Proteus mirabilis strains associated with human urinary tract infections have previously been shown to secrete an extracellular metalloproteinase which cleaves serum immunoglobulin A (IgA). The enzyme has now been purified to apparent homogeneity from culture supernatants of P. mirabilis 64676. The protease activity is associated with a 50-kilodalton (kDa) protein. Unlike that of the classic IgA1 proteases, the substrate specificity of the P. mirabilis protease has been found to extend to both sublcasses of IgA, IgG, and the nonimmunoglobulin substrates, secretory component and casein. Cleavage of IgA1 and IgA2 by the P. mirabilis protease yielded fragments on sodium dodecyl sulfate-polyacrylamide gel electrophoresis whose sizes were consistent with a cleavage site outside the hinge region. Both secretory IgA1 and IgA2 were also cleaved by P. mirabilis protease, although the secretory IgA2 molecule was less readily cleaved than secretory IgA1. Free and IgA-bound secretory components were degraded to some extent by P. mirabilis protease.
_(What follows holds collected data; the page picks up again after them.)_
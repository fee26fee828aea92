//! Asset ownership ledger: mint/transfer/burn bookkeeping and existence checks.
//!
//! The admin registry consumes ownership through the [`AssetLedger`] trait; the
//! registry never writes ownership itself. [`MemoryLedger`] is the in-process
//! implementation used by [`crate::core::Core`] and by tests.
//!
//! # Invariants
//! - Every existing asset has exactly one owner.
//! - Token ids are never reused: a burned id stays retired and cannot be minted
//!   again.

use crate::core::TokenId;
use crate::error::{Result, WardenError};
use std::collections::{HashMap, HashSet};
use std::sync::RwLock;
use thiserror::Error;

/// Account identifier (alias for String).
pub type AccountId = String;

/// Read surface the admin registry consumes from the ownership authority.
pub trait AssetLedger: Send + Sync {
    /// Returns the current owner of the asset. Errors if the asset does not exist.
    fn owner_of(&self, token: TokenId) -> Result<AccountId>;

    /// Returns true if the asset currently exists (minted and not burned).
    fn exists(&self, token: TokenId) -> bool;
}

/// Errors produced by ledger bookkeeping.
#[derive(Error, Debug, Clone, PartialEq, Eq)]
pub enum LedgerError {
    #[error("Unknown token: {0}")]
    UnknownToken(TokenId),

    #[error("Token already minted: {0}")]
    DuplicateToken(TokenId),

    #[error("Token id {0} was burned and cannot be reused")]
    RetiredToken(TokenId),

    #[error("Account {account} does not own token {token}")]
    NotOwner { token: TokenId, account: AccountId },
}

impl From<LedgerError> for WardenError {
    fn from(e: LedgerError) -> Self {
        match e {
            LedgerError::UnknownToken(token) => WardenError::NotFound(token),
            other => WardenError::Ledger(other.to_string()),
        }
    }
}

/// Thread-safe in-memory ownership ledger.
#[derive(Debug)]
pub struct MemoryLedger {
    owners: RwLock<HashMap<TokenId, AccountId>>,
    /// Ids of burned tokens; kept forever so ids are never reused.
    retired: RwLock<HashSet<TokenId>>,
}

impl MemoryLedger {
    pub fn new() -> Self {
        Self {
            owners: RwLock::new(HashMap::new()),
            retired: RwLock::new(HashSet::new()),
        }
    }

    /// Records `to` as the owner of a brand-new token. Errors if the id is
    /// already minted or was burned previously.
    pub fn mint(&self, to: &AccountId, token: TokenId) -> Result<()> {
        let mut owners = self.owners.write().unwrap();
        let retired = self.retired.read().unwrap();
        if retired.contains(&token) {
            return Err(LedgerError::RetiredToken(token).into());
        }
        if owners.contains_key(&token) {
            return Err(LedgerError::DuplicateToken(token).into());
        }
        owners.insert(token, to.clone());
        Ok(())
    }

    /// Reassigns ownership from `from` to `to`. Errors if the token is unknown
    /// or `from` is not the current owner.
    pub fn transfer(&self, from: &AccountId, to: &AccountId, token: TokenId) -> Result<()> {
        let mut owners = self.owners.write().unwrap();
        let current = owners
            .get(&token)
            .ok_or(LedgerError::UnknownToken(token))?;
        if current != from {
            return Err(LedgerError::NotOwner {
                token,
                account: from.clone(),
            }
            .into());
        }
        owners.insert(token, to.clone());
        Ok(())
    }

    /// Removes the token from the ledger and retires its id. Errors if the
    /// token is unknown or `from` is not the current owner.
    pub fn burn(&self, from: &AccountId, token: TokenId) -> Result<()> {
        let mut owners = self.owners.write().unwrap();
        let mut retired = self.retired.write().unwrap();
        let current = owners
            .get(&token)
            .ok_or(LedgerError::UnknownToken(token))?;
        if current != from {
            return Err(LedgerError::NotOwner {
                token,
                account: from.clone(),
            }
            .into());
        }
        owners.remove(&token);
        retired.insert(token);
        Ok(())
    }

    /// Returns the number of existing (minted, not burned) assets.
    pub fn len(&self) -> usize {
        let owners = self.owners.read().unwrap();
        owners.len()
    }

    pub fn is_empty(&self) -> bool {
        self.len() == 0
    }
}

impl Default for MemoryLedger {
    fn default() -> Self {
        Self::new()
    }
}

impl AssetLedger for MemoryLedger {
    fn owner_of(&self, token: TokenId) -> Result<AccountId> {
        let owners = self.owners.read().unwrap();
        owners
            .get(&token)
            .cloned()
            .ok_or_else(|| LedgerError::UnknownToken(token).into())
    }

    fn exists(&self, token: TokenId) -> bool {
        let owners = self.owners.read().unwrap();
        owners.contains_key(&token)
    }
}

#[cfg(test)]
mod tests {
    use super::*;

    #[test]
    fn test_mint_and_owner_of() {
        let ledger = MemoryLedger::new();
        ledger.mint(&"alice".to_string(), 1).unwrap();
        assert!(ledger.exists(1));
        assert_eq!(ledger.owner_of(1).unwrap(), "alice");
    }

    #[test]
    fn test_mint_duplicate() {
        let ledger = MemoryLedger::new();
        ledger.mint(&"alice".to_string(), 1).unwrap();
        let r = ledger.mint(&"bob".to_string(), 1);
        assert_eq!(
            r,
            Err(LedgerError::DuplicateToken(1).into())
        );
    }

    #[test]
    fn test_owner_of_unknown() {
        let ledger = MemoryLedger::new();
        assert_eq!(ledger.owner_of(7), Err(WardenError::NotFound(7)));
        assert!(!ledger.exists(7));
    }

    #[test]
    fn test_transfer_success() {
        let ledger = MemoryLedger::new();
        ledger.mint(&"alice".to_string(), 1).unwrap();
        ledger
            .transfer(&"alice".to_string(), &"bob".to_string(), 1)
            .unwrap();
        assert_eq!(ledger.owner_of(1).unwrap(), "bob");
    }

    #[test]
    fn test_transfer_wrong_owner() {
        let ledger = MemoryLedger::new();
        ledger.mint(&"alice".to_string(), 1).unwrap();
        let r = ledger.transfer(&"bob".to_string(), &"carol".to_string(), 1);
        assert!(matches!(r, Err(WardenError::Ledger(_))));
        assert_eq!(ledger.owner_of(1).unwrap(), "alice");
    }

    #[test]
    fn test_burn_and_no_reuse() {
        let ledger = MemoryLedger::new();
        ledger.mint(&"alice".to_string(), 1).unwrap();
        ledger.burn(&"alice".to_string(), 1).unwrap();
        assert!(!ledger.exists(1));
        assert_eq!(ledger.owner_of(1), Err(WardenError::NotFound(1)));
        let r = ledger.mint(&"bob".to_string(), 1);
        assert_eq!(r, Err(LedgerError::RetiredToken(1).into()));
    }

    #[test]
    fn test_burn_wrong_owner() {
        let ledger = MemoryLedger::new();
        ledger.mint(&"alice".to_string(), 1).unwrap();
        let r = ledger.burn(&"bob".to_string(), 1);
        assert!(matches!(r, Err(WardenError::Ledger(_))));
        assert!(ledger.exists(1));
    }

    #[test]
    fn test_len() {
        let ledger = MemoryLedger::new();
        assert!(ledger.is_empty());
        ledger.mint(&"alice".to_string(), 1).unwrap();
        ledger.mint(&"alice".to_string(), 2).unwrap();
        assert_eq!(ledger.len(), 2);
        ledger.burn(&"alice".to_string(), 2).unwrap();
        assert_eq!(ledger.len(), 1);
    }
}
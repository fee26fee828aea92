//! Admin verifier capability: the callback contract an admin account must honor.
//!
//! An account qualifies as an admin only if it can respond to the transfer
//! verification call. That capability check is modeled by [`VerifierDirectory`]:
//! an account is contract-capable iff the directory resolves it to an
//! [`AdminVerifier`] endpoint. The directory is consulted twice — at assignment
//! time (validation) and at transfer time (the actual callback).

use crate::core::ledger::AccountId;
use crate::core::TokenId;
use std::collections::HashMap;
use std::sync::{Arc, RwLock};

/// Fixed four-byte accept marker. A verifier approves a transfer by returning
/// exactly this value; any other return is a decline.
pub const ACCEPT_MAGIC: [u8; 4] = [0x77, 0x64, 0x6e, 0x01];

/// Failure raised by a verifier callback. A failure without a reason is a bare
/// decline; a failure carrying a reason must be surfaced to the caller verbatim.
#[derive(Debug, Clone, PartialEq, Eq)]
pub struct VerifierFailure {
    pub reason: Option<String>,
}

impl VerifierFailure {
    /// A decline with no stated reason.
    pub fn silent() -> Self {
        Self { reason: None }
    }

    /// A failure carrying a reason that must reach the caller unchanged.
    pub fn with_reason(reason: impl Into<String>) -> Self {
        Self {
            reason: Some(reason.into()),
        }
    }

    /// Returns the reason if it is present and non-empty.
    pub fn stated_reason(&self) -> Option<&str> {
        match self.reason.as_deref() {
            Some("") | None => None,
            Some(r) => Some(r),
        }
    }
}

/// The synchronous verification call an admin endpoint answers during a
/// transfer. `from` is always a real account (mints are never gated); `to` is
/// `None` for burns.
pub trait AdminVerifier: Send + Sync {
    fn verify_transfer(
        &self,
        operator: &AccountId,
        from: &AccountId,
        to: Option<&AccountId>,
        token: TokenId,
    ) -> std::result::Result<[u8; 4], VerifierFailure>;
}

/// Resolves an account id to its verifier endpoint. Resolution success is the
/// "contract account" capability check.
pub trait VerifierDirectory: Send + Sync {
    fn resolve(&self, account: &AccountId) -> Option<Arc<dyn AdminVerifier>>;
}

/// Thread-safe in-memory verifier directory.
pub struct MemoryDirectory {
    endpoints: RwLock<HashMap<AccountId, Arc<dyn AdminVerifier>>>,
}

impl MemoryDirectory {
    pub fn new() -> Self {
        Self {
            endpoints: RwLock::new(HashMap::new()),
        }
    }

    /// Registers `account` as contract-capable, answering verification calls
    /// through `verifier`. Overwrites any previous registration.
    pub fn register(&self, account: &AccountId, verifier: Arc<dyn AdminVerifier>) {
        let mut endpoints = self.endpoints.write().unwrap();
        endpoints.insert(account.clone(), verifier);
    }

    /// Removes the account's capability. Existing admin assignments pointing at
    /// it become a fatal invariant breach at transfer time.
    pub fn deregister(&self, account: &AccountId) {
        let mut endpoints = self.endpoints.write().unwrap();
        endpoints.remove(account);
    }
}

impl Default for MemoryDirectory {
    fn default() -> Self {
        Self::new()
    }
}

impl VerifierDirectory for MemoryDirectory {
    fn resolve(&self, account: &AccountId) -> Option<Arc<dyn AdminVerifier>> {
        let endpoints = self.endpoints.read().unwrap();
        endpoints.get(account).cloned()
    }
}

#[cfg(test)]
mod tests {
    use super::*;

    struct AcceptAll;

    impl AdminVerifier for AcceptAll {
        fn verify_transfer(
            &self,
            _operator: &AccountId,
            _from: &AccountId,
            _to: Option<&AccountId>,
            _token: TokenId,
        ) -> std::result::Result<[u8; 4], VerifierFailure> {
            Ok(ACCEPT_MAGIC)
        }
    }

    #[test]
    fn test_directory_resolve() {
        let dir = MemoryDirectory::new();
        let account = "custodian".to_string();
        assert!(dir.resolve(&account).is_none());
        dir.register(&account, Arc::new(AcceptAll));
        assert!(dir.resolve(&account).is_some());
    }

    #[test]
    fn test_directory_deregister() {
        let dir = MemoryDirectory::new();
        let account = "custodian".to_string();
        dir.register(&account, Arc::new(AcceptAll));
        dir.deregister(&account);
        assert!(dir.resolve(&account).is_none());
    }

    #[test]
    fn test_resolved_verifier_answers() {
        let dir = MemoryDirectory::new();
        let account = "custodian".to_string();
        dir.register(&account, Arc::new(AcceptAll));
        let v = dir.resolve(&account).unwrap();
        let r = v.verify_transfer(&"op".to_string(), &"alice".to_string(), None, 1);
        assert_eq!(r, Ok(ACCEPT_MAGIC));
    }

    #[test]
    fn test_failure_stated_reason() {
        assert_eq!(VerifierFailure::silent().stated_reason(), None);
        assert_eq!(VerifierFailure::with_reason("").stated_reason(), None);
        assert_eq!(
            VerifierFailure::with_reason("custody hold").stated_reason(),
            Some("custody hold")
        );
    }
}
pub mod error;
pub mod core;

pub use error::{WardenError, Result};

// Core API exports
pub use crate::core::{Core, TokenId};
pub use crate::core::authorization::{
    AdminState,
    authorize_set_admin,
    authorize_reset_admin,
    authorize_set_approval,
};
pub use crate::core::events::AdminEvent;
pub use crate::core::ledger::{AccountId, AssetLedger, LedgerError, MemoryLedger};
pub use crate::core::registry::{AdminRecord, AdminRegistry};
pub use crate::core::verifier::{
    AdminVerifier,
    VerifierDirectory,
    VerifierFailure,
    MemoryDirectory,
    ACCEPT_MAGIC,
};
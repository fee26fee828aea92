//! Admin-rights registry: per-asset admin and pending-approval state.
//!
//! Maintains one [`AdminRecord`] per asset and implements the slot transitions
//! (set, reset, delegate-approval) plus the transfer-time verification hook.
//! Ownership and existence come from the external [`AssetLedger`]; the
//! contract-capability check and the verification callback go through the
//! [`VerifierDirectory`].
//!
//! # Determinism
//! Same sequence of calls yields the same records, the same event log, and the
//! same state root. No randomness or system time is used.
//!
//! # Invariants
//! - A recorded admin resolved in the verifier directory at assignment time.
//! - Setting or resetting the admin clears any pending approval atomically.
//! - The transfer gate writes no registry state; the nested verifier call runs
//!   with no lock held, so re-entrant reads observe a consistent state.

use crate::core::authorization::{self, AdminState};
use crate::core::events::AdminEvent;
use crate::core::ledger::{AccountId, AssetLedger};
use crate::core::verifier::{VerifierDirectory, ACCEPT_MAGIC};
use crate::core::TokenId;
use crate::error::{Result, WardenError};
use serde::{Deserialize, Serialize};
use sha2::{Digest, Sha256};
use std::collections::HashMap;
use std::sync::{Arc, RwLock};

/// Per-asset admin slot: the current admin and the pending one-shot approval.
/// A missing record is equivalent to the default (vacant, no approval).
#[derive(Debug, Clone, Default, PartialEq, Eq, Serialize, Deserialize)]
pub struct AdminRecord {
    pub admin: Option<AccountId>,
    pub approved: Option<AccountId>,
}

impl AdminRecord {
    /// Tagged view of the slot for authorization decisions. A pending approval
    /// is only visible in the vacant state; while an admin is held it is inert.
    pub fn state(&self) -> AdminState<'_> {
        match &self.admin {
            Some(admin) => AdminState::Held { admin },
            None => AdminState::Vacant {
                pending: self.approved.as_ref(),
            },
        }
    }

    fn is_empty(&self) -> bool {
        self.admin.is_none() && self.approved.is_none()
    }
}

/// Thread-safe admin-rights registry and transfer gate.
pub struct AdminRegistry {
    records: RwLock<HashMap<TokenId, AdminRecord>>,
    events: RwLock<Vec<AdminEvent>>,
    ledger: Arc<dyn AssetLedger>,
    verifiers: Arc<dyn VerifierDirectory>,
}

impl AdminRegistry {
    pub fn new(ledger: Arc<dyn AssetLedger>, verifiers: Arc<dyn VerifierDirectory>) -> Self {
        Self {
            records: RwLock::new(HashMap::new()),
            events: RwLock::new(Vec::new()),
            ledger,
            verifiers,
        }
    }

    /// Returns the admin of an existing asset, or `None` if no admin is set.
    /// Errors with `NotFound` for assets the ledger does not know.
    pub fn get_admin(&self, token: TokenId) -> Result<Option<AccountId>> {
        if !self.ledger.exists(token) {
            return Err(WardenError::NotFound(token));
        }
        let records = self.records.read().unwrap();
        Ok(records.get(&token).and_then(|r| r.admin.clone()))
    }

    /// Returns the pending approval holder for the asset, if any. Absence is a
    /// valid state, so no existence check is made.
    pub fn get_approved(&self, token: TokenId) -> Option<AccountId> {
        let records = self.records.read().unwrap();
        records.get(&token).and_then(|r| r.approved.clone())
    }

    /// Sets, replaces, or clears the admin for an asset.
    ///
    /// Allowed callers, in precedence order: the current admin (replacement,
    /// `None` included), the owner while no admin is set, or the pending
    /// approval holder while no admin is set. A non-null candidate must resolve
    /// in the verifier directory. Replacing the admin with itself is rejected.
    /// Success clears any pending approval and records an `AdminChanged` event.
    pub fn set_admin(
        &self,
        caller: &AccountId,
        token: TokenId,
        new_admin: Option<&AccountId>,
    ) -> Result<()> {
        if !self.ledger.exists(token) {
            return Err(WardenError::NotFound(token));
        }
        if let Some(candidate) = new_admin {
            if self.verifiers.resolve(candidate).is_none() {
                return Err(WardenError::InvalidAdmin(candidate.clone()));
            }
        }
        let owner = self.ledger.owner_of(token)?;

        let old_admin;
        {
            let mut records = self.records.write().unwrap();
            let record = records.entry(token).or_default();
            authorization::authorize_set_admin(&record.state(), &owner, caller)?;
            if record.admin.as_ref() == new_admin {
                return Err(WardenError::NoOpRejected(token));
            }
            old_admin = record.admin.clone();
            record.admin = new_admin.cloned();
            record.approved = None;
        }
        tracing::debug!(
            "admin of asset {} changed: {:?} -> {:?}",
            token,
            old_admin,
            new_admin
        );
        self.push_event(AdminEvent::AdminChanged {
            token,
            old_admin,
            new_admin: new_admin.cloned(),
        });
        Ok(())
    }

    /// Relinquishes admin control back to the owner's discretion. Only the
    /// current admin may call; clears any pending approval.
    pub fn reset_admin(&self, caller: &AccountId, token: TokenId) -> Result<()> {
        if !self.ledger.exists(token) {
            return Err(WardenError::NotFound(token));
        }
        let old_admin;
        {
            let mut records = self.records.write().unwrap();
            let record = records.entry(token).or_default();
            authorization::authorize_reset_admin(&record.state(), caller)?;
            old_admin = record.admin.take();
            record.approved = None;
        }
        tracing::debug!("admin of asset {} reset by {}", token, caller);
        self.push_event(AdminEvent::AdminChanged {
            token,
            old_admin,
            new_admin: None,
        });
        Ok(())
    }

    /// Grants `delegate` the one-shot right to set the admin while the slot is
    /// vacant. Owner-only; recorded regardless of current admin state and
    /// overwritten freely. The right is checked at `set_admin` time, not here.
    pub fn set_approval(
        &self,
        caller: &AccountId,
        token: TokenId,
        delegate: &AccountId,
    ) -> Result<()> {
        let owner = self.ledger.owner_of(token)?;
        authorization::authorize_set_approval(&owner, caller)?;
        {
            let mut records = self.records.write().unwrap();
            let record = records.entry(token).or_default();
            record.approved = Some(delegate.clone());
        }
        tracing::debug!("approval for asset {} granted to {}", token, delegate);
        self.push_event(AdminEvent::ApprovalSet {
            token,
            owner,
            delegate: delegate.clone(),
        });
        Ok(())
    }

    /// Transfer-lifecycle hook, invoked before any mint, transfer, or burn is
    /// committed. `from = None` signals a mint (never gated); `to = None`
    /// signals a burn. When an admin is set, the admin's verifier decides:
    /// the accept marker passes the transfer, any other return or a silent
    /// failure rejects it, and a failure carrying a reason is surfaced
    /// unchanged. Pure verification: no registry state is written, and no lock
    /// is held across the nested call.
    pub fn before_transfer(
        &self,
        operator: &AccountId,
        from: Option<&AccountId>,
        to: Option<&AccountId>,
        token: TokenId,
    ) -> Result<()> {
        let from = match from {
            Some(from) => from,
            None => return Ok(()),
        };
        let admin = {
            let records = self.records.read().unwrap();
            records.get(&token).and_then(|r| r.admin.clone())
        };
        let admin = match admin {
            Some(admin) => admin,
            None => return Ok(()),
        };
        // Admins can only ever be set to resolvable accounts; a capability
        // lost after assignment is not a recoverable condition.
        let verifier = match self.verifiers.resolve(&admin) {
            Some(v) => v,
            None => panic!(
                "INVARIANT: admin {} of asset {} no longer resolves to a verifier",
                admin, token
            ),
        };
        match verifier.verify_transfer(operator, from, to, token) {
            Ok(marker) if marker == ACCEPT_MAGIC => Ok(()),
            Ok(_) => {
                tracing::warn!("admin {} rejected transfer of asset {}", admin, token);
                Err(WardenError::RejectedByAdmin(token))
            }
            Err(failure) => match failure.stated_reason() {
                None => {
                    tracing::warn!("admin {} declined transfer of asset {}", admin, token);
                    Err(WardenError::RejectedByAdmin(token))
                }
                Some(reason) => Err(WardenError::PropagatedFailure(reason.to_string())),
            },
        }
    }

    /// Returns all recorded events in emission order.
    pub fn events(&self) -> Vec<AdminEvent> {
        let events = self.events.read().unwrap();
        events.clone()
    }

    /// Removes and returns all recorded events.
    pub fn drain_events(&self) -> Vec<AdminEvent> {
        let mut events = self.events.write().unwrap();
        std::mem::take(&mut *events)
    }

    /// Computes the deterministic digest of all non-empty records, iterated in
    /// ascending token order. Same records always yield the same digest.
    pub fn state_root(&self) -> String {
        let records = self.records.read().unwrap();
        let mut entries: Vec<(&TokenId, &AdminRecord)> =
            records.iter().filter(|(_, r)| !r.is_empty()).collect();
        entries.sort_by_key(|(token, _)| **token);
        let mut hasher = Sha256::new();
        for (token, record) in entries {
            hasher.update(token.to_le_bytes());
            Self::hash_slot(&mut hasher, &record.admin);
            Self::hash_slot(&mut hasher, &record.approved);
        }
        hex::encode(hasher.finalize())
    }

    fn hash_slot(hasher: &mut Sha256, slot: &Option<AccountId>) {
        match slot {
            Some(account) => {
                hasher.update([1u8]);
                hasher.update((account.len() as u64).to_le_bytes());
                hasher.update(account.as_bytes());
            }
            None => hasher.update([0u8]),
        }
    }

    fn push_event(&self, event: AdminEvent) {
        let mut events = self.events.write().unwrap();
        events.push(event);
    }
}
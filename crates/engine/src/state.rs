//! State record for the auction engine.

use auction_types::{
    Address, Amount, AuctionEvent, Bidder, Phase, Rule, CLOSE_THRESHOLD, ZERO_ADDRESS,
};
use borsh::{BorshDeserialize, BorshSerialize};
use std::collections::BTreeMap;

use crate::error::AuctionError;

/// Auction state.
///
/// Everything needed to resume the state machine exactly: encoding this with
/// borsh is the snapshot format.
#[derive(Clone, Debug, PartialEq, Eq, BorshSerialize, BorshDeserialize)]
pub struct AuctionState {
    /// The single privileged principal, fixed at construction
    pub auctioneer: Address,

    /// Bidding rule, fixed at construction
    pub rule: Rule,

    /// Current lifecycle phase
    pub phase: Phase,

    /// Highest accepted price, or the starting price before any bid
    pub current_price: Amount,

    /// Bidder holding the highest accepted bid
    pub current_winner: Option<Address>,

    /// Consecutive announcements since the last accepted bid
    pub announce_count: u8,

    /// Registered bidders
    pub bidders: BTreeMap<Address, Bidder>,

    /// Journal of committed transitions
    pub events: Vec<AuctionEvent>,
}

impl AuctionState {
    /// Create a new auction state in the `Created` phase.
    pub fn new(auctioneer: Address, rule: Rule) -> Self {
        Self {
            auctioneer,
            rule,
            phase: Phase::Created,
            current_price: rule.starting_price,
            current_winner: None,
            announce_count: 0,
            bidders: BTreeMap::new(),
            events: Vec::new(),
        }
    }

    /// Get a bidder's record.
    pub fn get_bidder(&self, address: &Address) -> Option<&Bidder> {
        self.bidders.get(address)
    }

    pub fn is_registered(&self, address: &Address) -> bool {
        self.bidders
            .get(address)
            .map(|bidder| bidder.registered)
            .unwrap_or(false)
    }

    /// Get a bidder's escrowed deposit (zero for unknown principals).
    pub fn get_deposit(&self, address: &Address) -> Amount {
        self.bidders
            .get(address)
            .map(|bidder| bidder.deposit)
            .unwrap_or(0)
    }

    /// Sum of all escrowed deposits.
    pub fn total_escrow(&self) -> Amount {
        self.bidders
            .values()
            .fold(0, |acc: Amount, bidder| acc.saturating_add(bidder.deposit))
    }

    /// Encode the state as a snapshot.
    pub fn to_snapshot(&self) -> Result<Vec<u8>, AuctionError> {
        borsh::to_vec(self).map_err(|e| AuctionError::Snapshot(e.to_string()))
    }

    /// Decode a snapshot, rejecting states the engine could never reach.
    pub fn from_snapshot(bytes: &[u8]) -> Result<Self, AuctionError> {
        let state: AuctionState =
            borsh::from_slice(bytes).map_err(|e| AuctionError::Snapshot(e.to_string()))?;
        state.check_consistency()?;
        Ok(state)
    }

    fn check_consistency(&self) -> Result<(), AuctionError> {
        let fail = |msg: &str| -> Result<(), AuctionError> {
            Err(AuctionError::Snapshot(msg.into()))
        };

        if self.auctioneer == ZERO_ADDRESS {
            return fail("zero auctioneer");
        }
        if !self.rule.is_valid() {
            return fail("rule prices must be positive");
        }
        if self.current_price < self.rule.starting_price {
            return fail("current price below starting price");
        }
        if self.bidders.contains_key(&self.auctioneer) {
            return fail("auctioneer registered as bidder");
        }
        match (self.phase, self.announce_count) {
            (Phase::Created, 0) => {}
            (Phase::Created, _) => return fail("announcements before session start"),
            (Phase::Started, n) if n >= CLOSE_THRESHOLD => {
                return fail("countdown finished but session still open")
            }
            _ => {}
        }
        if let Some(winner) = &self.current_winner {
            if !self.is_registered(winner) {
                return fail("winner is not a registered bidder");
            }
        } else if self.current_price != self.rule.starting_price {
            return fail("price moved without a winner");
        }
        Ok(())
    }
}
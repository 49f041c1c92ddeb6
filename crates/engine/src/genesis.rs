//! Genesis configuration for the auction engine.
//!
//! This module defines the auctioneer, the bidding rule and any bidders
//! registered before the engine accepts its first call.

use auction_types::{Address, Amount, AuctionEvent, Bidder, Rule, ZERO_ADDRESS};
use serde::{Deserialize, Serialize};
use std::collections::BTreeSet;

use crate::state::AuctionState;

/// Genesis configuration for the auction engine.
#[derive(Clone, Debug, PartialEq, Eq, Serialize, Deserialize)]
pub struct AuctionGenesisConfig {
    /// The single privileged principal
    pub auctioneer: Address,

    /// Bidding rule, immutable afterwards
    #[serde(default)]
    pub rule: Rule,

    /// Bidders registered at genesis
    #[serde(default)]
    pub bidders: Vec<BidderConfig>,
}

/// Configuration for a bidder registered at genesis.
#[derive(Clone, Debug, PartialEq, Eq, Serialize, Deserialize)]
pub struct BidderConfig {
    pub address: Address,
    pub token_allowance: Amount,
}

impl AuctionGenesisConfig {
    /// Create a genesis config with no pre-registered bidders.
    pub fn new(auctioneer: Address, rule: Rule) -> Self {
        Self {
            auctioneer,
            rule,
            bidders: Vec::new(),
        }
    }

    /// Validate the genesis configuration.
    pub fn validate(&self) -> Result<(), GenesisValidationError> {
        if self.auctioneer == ZERO_ADDRESS {
            return Err(GenesisValidationError::InvalidAuctioneer);
        }

        if self.rule.starting_price == 0 {
            return Err(GenesisValidationError::InvalidRule(
                "Starting price must be positive".into(),
            ));
        }
        if self.rule.minimum_step == 0 {
            return Err(GenesisValidationError::InvalidRule(
                "Minimum step must be positive".into(),
            ));
        }

        let mut seen = BTreeSet::new();
        for bidder in &self.bidders {
            if bidder.address == ZERO_ADDRESS || bidder.address == self.auctioneer {
                return Err(GenesisValidationError::InvalidBidder(bidder.address));
            }
            if !seen.insert(bidder.address) {
                return Err(GenesisValidationError::DuplicateBidder(bidder.address));
            }
        }

        Ok(())
    }

    /// Build the initial state, validating first.
    pub fn build_state(&self) -> Result<AuctionState, GenesisValidationError> {
        self.validate()?;

        let mut state = AuctionState::new(self.auctioneer, self.rule);
        for bidder in &self.bidders {
            state
                .bidders
                .insert(bidder.address, Bidder::with_allowance(bidder.token_allowance));
            state.events.push(AuctionEvent::Registered {
                bidder: bidder.address,
                token_allowance: bidder.token_allowance,
            });
        }
        Ok(state)
    }
}

/// Errors that can occur during genesis validation.
#[derive(Debug, Clone, PartialEq, Eq, thiserror::Error)]
pub enum GenesisValidationError {
    #[error("Auctioneer cannot be the zero address")]
    InvalidAuctioneer,

    #[error("Invalid rule: {0}")]
    InvalidRule(String),

    #[error("Invalid bidder: {}", auction_types::address_hex(.0))]
    InvalidBidder(Address),

    #[error("Duplicate bidder: {}", auction_types::address_hex(.0))]
    DuplicateBidder(Address),
}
Cleavage of IgG, however, occurred at the hinge region as a two-stage process. The first stage was pepsinlike and generated an F(ab')2 fragment of 120 kDa and a small pFc fragment detected on nonreduced polyacrylamide gels. In the second stage, the F(ab')2 product was cleaved to yield papainlike Fab and Fc fragments, visualized as a diffuse band of 40 to 50 kDa.